I am worried there will be a lot of abuse of this exemption. (PFOF anybody?) Let’s wait and find out more detail of what exactly is the plan here.”
Alex Thorn, head of research at digital asset fund manager, agreed the trade-through rule is “one of the biggest structural barriers to tokenized US equities trading in DeFi [decentralized finance] today” as AMMs are not designed to comply with the rule. An (automated market makers (AMM) uses mathematical formulas and smart contracts to set prices and execute trades automatically rather than matching buyers and sellers in a traditional order book.

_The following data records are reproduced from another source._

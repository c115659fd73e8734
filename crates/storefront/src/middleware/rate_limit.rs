//! Rate limiting middleware using governor and `tower_governor`.
//!
//! - `auth_rate_limiter`: strict limits for sign-in, registration and passkeys (~10/min)
//! - `api_rate_limiter`: relaxed limits for cart, wishlist and search (~100/min)

use std::net::{IpAddr, SocketAddr};
use std::sync::Arc;

use axum::extract::ConnectInfo;
use axum::http::{HeaderMap, Request};
use governor::clock::QuantaInstant;
use governor::middleware::NoOpMiddleware;
use tower_governor::{GovernorError, GovernorLayer, governor::GovernorConfigBuilder};

/// Proxy headers carrying the client address, in order of trust.
const CLIENT_IP_HEADERS: [&str; 3] = ["cf-connecting-ip", "x-real-ip", "x-forwarded-for"];

/// Key extractor that prefers the client IP reported by a reverse proxy and
/// falls back to the peer address of the connection.
#[derive(Clone, Copy)]
pub struct ClientIpKeyExtractor;

impl tower_governor::key_extractor::KeyExtractor for ClientIpKeyExtractor {
    type Key = IpAddr;

    fn extract<T>(&self, req: &Request<T>) -> Result<Self::Key, GovernorError> {
        forwarded_ip(req.headers())
            .or_else(|| {
                req.extensions()
                    .get::<ConnectInfo<SocketAddr>>()
                    .map(|ConnectInfo(addr)| addr.ip())
            })
            .ok_or(GovernorError::UnableToExtractKey)
    }
}

/// Client IP from proxy headers; for `X-Forwarded-For` the first hop wins.
fn forwarded_ip(headers: &HeaderMap) -> Option<IpAddr> {
    CLIENT_IP_HEADERS.iter().find_map(|name| {
        headers
            .get(*name)
            .and_then(|v| v.to_str().ok())
            .and_then(|s| s.split(',').next())
            .and_then(|s| s.trim().parse::<IpAddr>().ok())
    })
}

/// Rate limiter layer type for Axum.
pub type RateLimiterLayer =
    GovernorLayer<ClientIpKeyExtractor, NoOpMiddleware<QuantaInstant>, axum::body::Body>;

/// Rate limiter for auth endpoints: one token every 6 seconds, burst of 5.
///
/// # Panics
///
/// Never in practice: the period and burst are fixed positive integers.
#[must_use]
pub fn auth_rate_limiter() -> RateLimiterLayer {
    let config = GovernorConfigBuilder::default()
        .key_extractor(ClientIpKeyExtractor)
        .per_second(6)
        .burst_size(5)
        .finish()
        .expect("rate limiter config with per_second(6) and burst_size(5) is valid");
    GovernorLayer::new(Arc::new(config))
}

/// Rate limiter for cart and other HTMX endpoints: one token per second, burst of 50.
///
/// # Panics
///
/// Never in practice: the period and burst are fixed positive integers.
#[must_use]
pub fn api_rate_limiter() -> RateLimiterLayer {
    let config = GovernorConfigBuilder::default()
        .key_extractor(ClientIpKeyExtractor)
        .per_second(1)
        .burst_size(50)
        .finish()
        .expect("rate limiter config with per_second(1) and burst_size(50) is valid");
    GovernorLayer::new(Arc::new(config))
}

#[cfg(test)]
#[allow(clippy::unwrap_used)]
mod tests {
    use tower_governor::key_extractor::KeyExtractor;

    use super::*;

    fn request(headers: &[(&str, &str)]) -> Request<()> {
        let mut builder = Request::builder().uri("/cart/add");
        for (name, value) in headers {
            builder = builder.header(*name, *value);
        }
        builder.body(()).unwrap()
    }

    #[test]
    fn test_cloudflare_header_wins() {
        let req = request(&[
            ("x-forwarded-for", "10.0.0.1"),
            ("cf-connecting-ip", "203.0.113.7"),
        ]);
        let ip = ClientIpKeyExtractor.extract(&req).unwrap();
        assert_eq!(ip, "203.0.113.7".parse::<IpAddr>().unwrap());
    }

    #[test]
    fn test_forwarded_for_first_hop() {
        let req = request(&[("x-forwarded-for", "198.51.100.4, 10.0.0.1")]);
        let ip = ClientIpKeyExtractor.extract(&req).unwrap();
        assert_eq!(ip, "198.51.100.4".parse::<IpAddr>().unwrap());
    }

    #[test]
    fn test_falls_back_to_peer_address() {
        let mut req = request(&[("x-forwarded-for", "not-an-ip")]);
        let peer: SocketAddr = "192.0.2.10:51000".parse().unwrap();
        req.extensions_mut().insert(ConnectInfo(peer));
        let ip = ClientIpKeyExtractor.extract(&req).unwrap();
        assert_eq!(ip, peer.ip());
    }

    #[test]
    fn test_no_address_is_an_error() {
        let req = request(&[]);
        assert!(ClientIpKeyExtractor.extract(&req).is_err());
    }
}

the Commission voted to propose rescinding Rule 611 (the order protection rule) and Rule 610(e) (locked/crossed market restrictions), plus related definitions. 60-day comment period. proposal, not final.. but the direction is unmistakable
— Alex Thorn (@intangiblecoins) June 11, 2026
this is one of the biggest structural barriers to tokenized US equities trading in DeFi today. an AMM cannot comply with 611 by construction. it executes against a bonding curve at whatever the pool price is, with slippage, at block-time granularity
— Alex Thorn (@intangiblecoins) June 11, 2026
610(e) is the same story. AMM prices drift continuously with flow and would routinely lock or cross the displayed NBBO, which venues are currently required to prevent
— Alex Thorn (@intangiblecoins) June 11, 2026
tokenized NMS stocks still face a host of other questions re: exchange/ATS registration questions, clearance and settlement, and many other rules not designed for defi or peer-to-peer trading. we hope many of these will be addressed in the SEC’s forthcoming “innovation exemption”

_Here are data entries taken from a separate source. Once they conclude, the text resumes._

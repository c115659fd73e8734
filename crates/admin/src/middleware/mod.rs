//! HTTP middleware stack for the back-office.
//!
//! # Middleware Order (bottom to top in Router)
//!
//! 1. Sentry layers (hub per request, HTTP transaction)
//! 2. Request ID (add unique ID to each request)
//! 3. `TraceLayer` (request tracing with status and latency)
//! 4. Security headers (strict CSP, no inline scripts)
//! 5. Session layer (tower-sessions with `PostgreSQL` store)
//!
//! Authentication is enforced per handler through the extractors in [`auth`].
//! The sign-in form carries its own rate limiter.

pub mod auth;
pub mod rate_limit;
pub mod request_id;
pub mod security_headers;
pub mod session;

pub use auth::{
    AdminAuthRejection, RequireAdminAuth, RequireWriter, clear_current_admin, set_current_admin,
};
pub use rate_limit::login_rate_limiter;
pub use request_id::request_id_middleware;
pub use security_headers::security_headers_middleware;
pub use session::create_session_layer;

— Alex Thorn (@intangiblecoins) June 11, 2026
two decades of equity market structure built around a single rule, and the SEC wants to lift it, which is an important step in clearing the way for the next step of innovation in trading equity securities
— Alex Thorn (@intangiblecoins) June 11, 2026
Christopher Perkins, CEO of 250 Digital Asset Management, said:
Been waiting for this…
Reg NMS/the NBBO has been one of the biggest challenges and obstacles to unlocking the benefits of tokenized equities.

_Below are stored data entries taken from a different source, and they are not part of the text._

//! Authentication extractors.
//!
//! Provides extractors for requiring a signed-in customer in route handlers.

use axum::{
    extract::FromRequestParts,
    http::{Method, StatusCode, request::Parts},
    response::{IntoResponse, Redirect, Response},
};
use tower_sessions::Session;

use crate::models::{CurrentCustomer, session_keys};

/// Extractor that requires a signed-in customer.
///
/// Page requests are redirected to the login page, remembering where the
/// customer wanted to go; API requests get `401`.
///
/// # Example
///
/// ```rust,ignore
/// async fn protected_handler(
///     RequireAuth(customer): RequireAuth,
/// ) -> impl IntoResponse {
///     format!("Hello, {}!", customer.email)
/// }
/// ```
pub struct RequireAuth(pub CurrentCustomer);

/// Error returned when authentication is required but the customer is not logged in.
pub enum AuthRejection {
    /// Redirect to login page (for HTML requests).
    RedirectToLogin,
    /// Unauthorized response (for API and HTMX requests).
    Unauthorized,
}

impl IntoResponse for AuthRejection {
    fn into_response(self) -> Response {
        match self {
            Self::RedirectToLogin => Redirect::to("/auth/login").into_response(),
            Self::Unauthorized => StatusCode::UNAUTHORIZED.into_response(),
        }
    }
}

impl<S> FromRequestParts<S> for RequireAuth
where
    S: Send + Sync,
{
    type Rejection = AuthRejection;

    async fn from_request_parts(parts: &mut Parts, _state: &S) -> Result<Self, Self::Rejection> {
        let session = parts
            .extensions
            .get::<Session>()
            .ok_or(AuthRejection::Unauthorized)?;

        if let Some(customer) = session
            .get::<CurrentCustomer>(session_keys::CURRENT_CUSTOMER)
            .await
            .ok()
            .flatten()
        {
            return Ok(Self(customer));
        }

        let is_api = parts.uri.path().starts_with("/api/") || parts.headers.contains_key("hx-request");
        if is_api {
            return Err(AuthRejection::Unauthorized);
        }

        if parts.method == Method::GET
            && let Some(path) = parts.uri.path_and_query().map(|p| p.as_str())
            && let Some(path) = safe_return_path(path)
        {
            // Best effort: losing the return path only means landing on /account
            let _ = session.insert(session_keys::RETURN_TO, path).await;
        }

        Err(AuthRejection::RedirectToLogin)
    }
}

/// Extractor that optionally gets the current customer.
///
/// Unlike `RequireAuth`, this does not reject the request if the customer is not logged in.
pub struct OptionalAuth(pub Option<CurrentCustomer>);

impl<S> FromRequestParts<S> for OptionalAuth
where
    S: Send + Sync,
{
    type Rejection = std::convert::Infallible;

    async fn from_request_parts(parts: &mut Parts, _state: &S) -> Result<Self, Self::Rejection> {
        let customer = match parts.extensions.get::<Session>() {
            Some(session) => session
                .get::<CurrentCustomer>(session_keys::CURRENT_CUSTOMER)
                .await
                .ok()
                .flatten(),
            None => None,
        };

        Ok(Self(customer))
    }
}

/// Only same-site absolute paths may be used as a post-login redirect.
#[must_use]
pub fn safe_return_path(path: &str) -> Option<&str> {
    let ok = path.starts_with('/')
        && !path.starts_with("//")
        && !path.starts_with("/\\")
        && !path.starts_with("/auth/");
    ok.then_some(path)
}

/// Store the signed-in customer in the session.
///
/// The session ID is cycled first so a pre-login session ID cannot be
/// reused (session fixation).
///
/// # Errors
///
/// Returns an error if the session cannot be modified.
pub async fn set_current_customer(
    session: &Session,
    customer: &CurrentCustomer,
) -> Result<(), tower_sessions::session::Error> {
    session.cycle_id().await?;
    session
        .insert(session_keys::CURRENT_CUSTOMER, customer)
        .await
}

/// Take the remembered post-login path, defaulting to the account page.
///
/// # Errors
///
/// Returns an error if the session cannot be read.
pub async fn take_return_path(session: &Session) -> Result<String, tower_sessions::session::Error> {
    let path: Option<String> = session.remove(session_keys::RETURN_TO).await?;
    Ok(path
        .filter(|p| safe_return_path(p).is_some())
        .unwrap_or_else(|| "/account".to_owned()))
}

/// Clear the current customer from the session (logout).
///
/// The cart survives logout.
///
/// # Errors
///
/// Returns an error if the session cannot be modified.
pub async fn clear_current_customer(
    session: &Session,
) -> Result<(), tower_sessions::session::Error> {
    session
        .remove::<CurrentCustomer>(session_keys::CURRENT_CUSTOMER)
        .await?;
    session.cycle_id().await?;
    Ok(())
}

#[cfg(test)]
mod tests {
    use super::*;

    #[test]
    fn test_safe_return_path() {
        assert_eq!(safe_return_path("/checkout"), Some("/checkout"));
        assert_eq!(safe_return_path("/products?page=2"), Some("/products?page=2"));
        assert_eq!(safe_return_path("//evil.example"), None);
        assert_eq!(safe_return_path("/\\evil.example"), None);
        assert_eq!(safe_return_path("https://evil.example"), None);
        assert_eq!(safe_return_path("/auth/login"), None);
    }
}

If rescinded, it’s a whole new ballgame. Major unlock for DeFi. Incumbents won’t be happy. https://t.co/zZos7Ka3QY— Christopher Perkins 🦅🌎⚓️NYC (@perkinscr97) June 12, 2026
Tyler Gellasch, president and chief executive of Healthy Markets Association, said:
Rule 611 just prevents exchanges from executing at bad prices. So this expressly allows brokers, market makers, and exchanges to rip off investors. It is the first major example of repealing tradfi rules to enable currently-allowed crypto market abuses in tradfi. https://t.co/dvZBqWVe6p
— Tyler Gellasch (@TylerGellasch) June 12, 2026
Olivia Vande Woude, business development, tokenization at Ava Labs, argued that when an investor buys stock through a U.S. broker, they transact at NBBO or better, because of Reg NMS. She said: “That obligation is why retail investors can trust that the price on their screen is the real one. A token that claims to represent that same share should clear the same bar; anything less is a different instrument sporting the same ticker.”
the tokenized equity debate is missing a word: NBBO. If the token is the share, it should trade at the share's price, @ NBBO or better, accountable to a standard, not a venue's discretion. I wrote up a short piece on why: https://t.co/4QFS3jbImn
— Olivia Vande Woude (@cryptoreine) June 1, 2026
So the bar for the category should be simple & public: a tokenized equity should trade at NBBO or better. Ask any issuer whether theirs does, and what percentage of the time it lands inside the spread.”